Recentemente, a invasão de uma festa de aniversário de um militante do Partido dos Trabalhadores por um apoiador do presidente em Foz do Iguaçu (PR) resultou em um episódio emblemático de violência política, mas, se considerarmos a ortodoxia da jurisprudência da Suprema Corte dos EUA não encontraremos base sólida para estabelecer relação entre o discurso de ódio como incitação à violência de natureza política e o homicídio “de um guarda municipal”, tal como o presidente argumentou.
A violência política não está restrita a pessoas – eleitores ou lideranças políticas – senão que pode também ser dirigida a instituições – sedes de partidos políticos, eventos de campanha, órgãos eleitorais. A violência eleitoral é um tipo de violência política, que é um fenômeno enraizado e disseminado na política brasileira, mais intenso no nível local, de natureza econômica, envolvendo disputa pelo controle dos espaços de poder.
No nível nacional, contudo, tem crescido impulsionada em boa medida pelas reiteradas manifestações do ainda presidente Jair Bolsonaro, que trata os adversários políticos como inimigos e prega, em muitas oportunidades, seu extermínio físico. A sobreposição do discurso de ódio e intolerância ao de fraude eleitoral pode vir a desenhar um cenário de violência pós-eleitoral com ares de caos social. Daí porque não apenas há crime, como também crime de responsabilidade.

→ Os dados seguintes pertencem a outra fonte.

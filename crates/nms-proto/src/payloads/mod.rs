//! CBOR-encoded application payloads.
//!
//! These are the plaintexts sealed inside NetTask datagrams and the optional
//! body of an alert. The framing layer never parses them; only the endpoint
//! that owns the session does, after opening the sealed payload.

pub mod alert;
pub mod metrics;
pub mod task;

pub use alert::AlertNotice;
pub use metrics::{MetricSample, MetricsReport, MetricsRequest};
pub use task::{AlertConditions, LinkProbe, TaskRequest, TaskSpec, Threshold};
use serde::{Serialize, de::DeserializeOwned};
use serde_repr::{Deserialize_repr, Serialize_repr};

use crate::errors::{ProtocolError, Result};

/// Quantity an agent can sample.
///
/// Serialized as its `u8` discriminant.
#[derive(Debug, Clone, Copy, PartialEq, Eq, Hash, Serialize_repr, Deserialize_repr)]
#[repr(u8)]
pub enum MetricKind {
    /// CPU usage, hundredths of a percent
    CpuUsage = 1,
    /// Memory usage, hundredths of a percent
    RamUsage = 2,
    /// Packets per second on an interface
    InterfacePps = 3,
    /// Link bandwidth, bits per second
    Bandwidth = 4,
    /// Link jitter, microseconds
    Jitter = 5,
    /// Packet loss, hundredths of a percent
    PacketLoss = 6,
    /// Round-trip latency, microseconds
    Latency = 7,
}

impl MetricKind {
    /// True for quantities measured against a remote target
    #[must_use]
    pub const fn is_link_metric(self) -> bool {
        matches!(self, Self::Bandwidth | Self::Jitter | Self::PacketLoss | Self::Latency)
    }
}

/// Serialize `value` as CBOR.
///
/// # Errors
///
/// Returns [`ProtocolError::CborEncode`] if serialization fails.
pub fn encode_cbor<T: Serialize>(value: &T) -> Result<Vec<u8>> {
    let mut buf = Vec::new();
    ciborium::ser::into_writer(value, &mut buf)
        .map_err(|e| ProtocolError::CborEncode(e.to_string()))?;
    Ok(buf)
}

/// Deserialize a CBOR value.
///
/// # Errors
///
/// Returns [`ProtocolError::CborDecode`] for malformed input or a shape that
/// does not match `T`.
pub fn decode_cbor<T: DeserializeOwned>(bytes: &[u8]) -> Result<T> {
    ciborium::de::from_reader(bytes).map_err(|e| ProtocolError::CborDecode(e.to_string()))
}
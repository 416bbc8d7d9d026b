//! AlertFlow family: unencrypted urgent notifications over a stream.
//!
//! ```text
//! "ALRT" │ version u32 │ agentId u32 │ type u32 │ payloadSize u32 │ body
//! ```
//!
//! There is no handshake dependency. The body is raw bytes (empty in the
//! base form, a CBOR [`AlertNotice`](crate::payloads::AlertNotice) when an
//! agent reports what tripped). Because alerts travel over an ordered byte
//! stream, [`AlertFrameBuffer`] reassembles whole datagrams from arbitrary
//! read boundaries.

use bytes::{Bytes, BytesMut};

use crate::{
    codec::{ByteReader, ByteWriter, prefix_len},
    errors::{ProtocolError, Result},
    framing::{Datagram, Signature, VERSION, expect_available, expect_within, read_version},
};

/// Leading bytes of every AlertFlow datagram.
pub const ALERT_SIGNATURE: Signature = *b"ALRT";

/// Fixed header size, signature included.
pub const ALERT_HEADER_LEN: usize = 20;

/// Largest body accepted on an alert stream (1 MiB).
pub const MAX_ALERT_BODY: usize = 1 << 20;

/// AlertFlow type tags.
#[derive(Debug, Clone, Copy, PartialEq, Eq, Hash)]
#[repr(u32)]
pub enum AlertKind {
    /// Agent raises an alert
    RequestAlert = 1,
    /// Collector acknowledges it
    ResponseAlert = 2,
}

impl AlertKind {
    /// Raw tag value
    #[must_use]
    pub const fn to_u32(self) -> u32 {
        self as u32
    }

    /// Parse a raw tag, `None` if unknown.
    #[must_use]
    pub const fn from_u32(value: u32) -> Option<Self> {
        match value {
            1 => Some(Self::RequestAlert),
            2 => Some(Self::ResponseAlert),
            _ => None,
        }
    }
}

/// One AlertFlow datagram.
#[derive(Debug, Clone, PartialEq, Eq)]
pub struct AlertDatagram {
    /// Agent the alert concerns
    pub agent_id: u32,
    /// REQUEST_ALERT or RESPONSE_ALERT
    pub kind: AlertKind,
    /// Raw body, possibly empty
    pub body: Bytes,
}

impl AlertDatagram {
    /// Base-form datagram with no body.
    #[must_use]
    pub fn empty(agent_id: u32, kind: AlertKind) -> Self {
        Self { agent_id, kind, body: Bytes::new() }
    }
}

impl Datagram for AlertDatagram {
    const FAMILY: &'static str = "alertflow";
    const SIGNATURE: Signature = ALERT_SIGNATURE;
    const MAX_SIZE: usize = ALERT_HEADER_LEN + MAX_ALERT_BODY;

    type Kind = AlertKind;

    fn kind(&self) -> AlertKind {
        self.kind
    }

    fn write_datagram<'a>(&'a self, writer: &mut ByteWriter<'a>) -> Result<()> {
        let payload_size = prefix_len(self.body.len())?;

        writer
            .write_bytes(&ALERT_SIGNATURE)
            .write(VERSION)
            .write(self.agent_id)
            .write(self.kind.to_u32())
            .write(payload_size)
            .write_bytes(&self.body);
        Ok(())
    }

    fn read_datagram(reader: &mut ByteReader<'_>) -> Result<Self> {
        let header = AlertHeader::read(reader)?;
        expect_available(header.payload_size, reader)?;

        let body = Bytes::copy_from_slice(reader.read_bytes(header.payload_size as usize)?);
        Ok(Self { agent_id: header.agent_id, kind: header.kind, body })
    }
}

/// Fixed header fields after the signature.
#[derive(Debug, Clone, Copy)]
struct AlertHeader {
    agent_id: u32,
    kind: AlertKind,
    payload_size: u32,
}

impl AlertHeader {
    fn read(reader: &mut ByteReader<'_>) -> Result<Self> {
        read_version(reader)?;
        let agent_id = reader.read::<u32>()?;
        let tag = reader.read::<u32>()?;
        let payload_size = reader.read::<u32>()?;

        let kind = AlertKind::from_u32(tag)
            .ok_or(ProtocolError::UnknownType { family: AlertDatagram::FAMILY, tag })?;
        expect_within(payload_size as usize, MAX_ALERT_BODY)?;

        Ok(Self { agent_id, kind, payload_size })
    }
}

#[derive(Debug, Clone, Copy)]
enum State {
    WaitingForHeader,
    WaitingForBody { total: usize },
}

/// Reassembles alert datagrams from an ordered byte stream.
///
/// Bytes are appended with [`push`](Self::push), which returns every
/// datagram completed so far and keeps any partial tail for the next call.
/// A framing error means the stream is out of sync; the owner should close
/// it.
#[derive(Debug)]
pub struct AlertFrameBuffer {
    buffer: BytesMut,
    state: State,
}

impl AlertFrameBuffer {
    /// Create an empty buffer.
    #[must_use]
    pub fn new() -> Self {
        Self { buffer: BytesMut::with_capacity(4 * 1024), state: State::WaitingForHeader }
    }

    /// Append `data` and extract every complete datagram.
    ///
    /// # Errors
    ///
    /// Returns a framing error when a header names another family, an
    /// unsupported version, an unknown type or an oversized body.
    pub fn push(&mut self, data: &[u8]) -> Result<Vec<AlertDatagram>> {
        self.buffer.extend_from_slice(data);

        let mut datagrams = Vec::new();
        while let Some(datagram) = self.try_extract_one()? {
            datagrams.push(datagram);
        }
        Ok(datagrams)
    }

    /// Bytes held for an incomplete datagram
    #[must_use]
    pub fn len(&self) -> usize {
        self.buffer.len()
    }

    /// True when no partial datagram is buffered
    #[must_use]
    pub fn is_empty(&self) -> bool {
        self.buffer.is_empty()
    }

    fn try_extract_one(&mut self) -> Result<Option<AlertDatagram>> {
        let total = match self.state {
            State::WaitingForHeader => {
                if self.buffer.len() < ALERT_HEADER_LEN {
                    return Ok(None);
                }

                let mut reader = ByteReader::new(&self.buffer[..ALERT_HEADER_LEN]);
                let found = reader.read_array::<4>()?;
                if found != ALERT_SIGNATURE {
                    return Err(ProtocolError::SignatureMismatch {
                        expected: ALERT_SIGNATURE,
                        found,
                    });
                }
                let header = AlertHeader::read(&mut reader)?;

                let total = ALERT_HEADER_LEN + header.payload_size as usize;
                self.state = State::WaitingForBody { total };
                total
            },
            State::WaitingForBody { total } => total,
        };

        if self.buffer.len() < total {
            return Ok(None);
        }

        let frame = self.buffer.split_to(total).freeze();
        self.state = State::WaitingForHeader;
        AlertDatagram::decode(&frame).map(Some)
    }
}

impl Default for AlertFrameBuffer {
    fn default() -> Self {
        Self::new()
    }
}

Clarissa Gross não é capaz de avançar, pela sua via de argumentação, na compreensão das dimensões da violência política e eleitoral. Se não por outras razões, pelo fato de que ignorou solenemente que o emissor do discurso é ninguém menos que o presidente do Brasil. Observemos novamente os Estados Unidos, onde há dados sobre o aumento exponencial dos chamados crimes de ódio ao longo do primeiro ano do governo Donald Trump. Apesar de os demais índices de criminalidade naquele país terem sido reduzidos no mesmo período, em 2017 os EUA reportaram 7.509 crimes de ódio – um aumento de 17% em relação ao ano anterior.
Há, portanto, pelo menos duas questões que Gross ou não responde ou responde mal: a primeira diz respeito à relação entre discurso de ódio propagado por macroatores ou pessoas de centralidade política e a questão da iminência de um crime; a segunda é se é adequado pensar a probabilidade de que um crime seja cometido a partir de um discurso deixando de lado marcos temporais ou espaciais que com a internet e as redes sociais deixaram de fazer sentido. Essas não são questões abstratas: o fato de um discurso de campanha no Acre gerar mais de 17 mil entradas no Google mostra que o discurso tem continuidade temporal e deixa de estar ligado à referência espacial no qual ele se colocou.
Brandenburg v. Ohio assumiu corretamente que apenas a prática de advocacia de uma ideia pode não ser suficiente para uma condenação criminal e, para tanto, estabeleceu testes espaciais e temporais: advocacia, iminência e probabilidade de um ato ilegal. No entanto, na era do Twitter e dos discursos de ódio sendo promovidos pelo mainstream do sistema político, o teste espacial e temporal tem que mudar.
O que interessa saber é se um discurso realizado por um macroator político com milhões de seguidores nas redes sociais e reproduzido em dezenas ou centenas de perfis deve, de fato, ter a correlata responsabilização limitada ao espaço e ao tempo da sua produção. A se julgar pelos dados que temos de crimes de ódio e escalada da violência política, a resposta é não.
*Leonardo Avritzer é professor titular do departamento de Ciência Política da UFMG. Autor, entre outros livros, de Impasses da democracia no Brasil (Civilização Brasileira).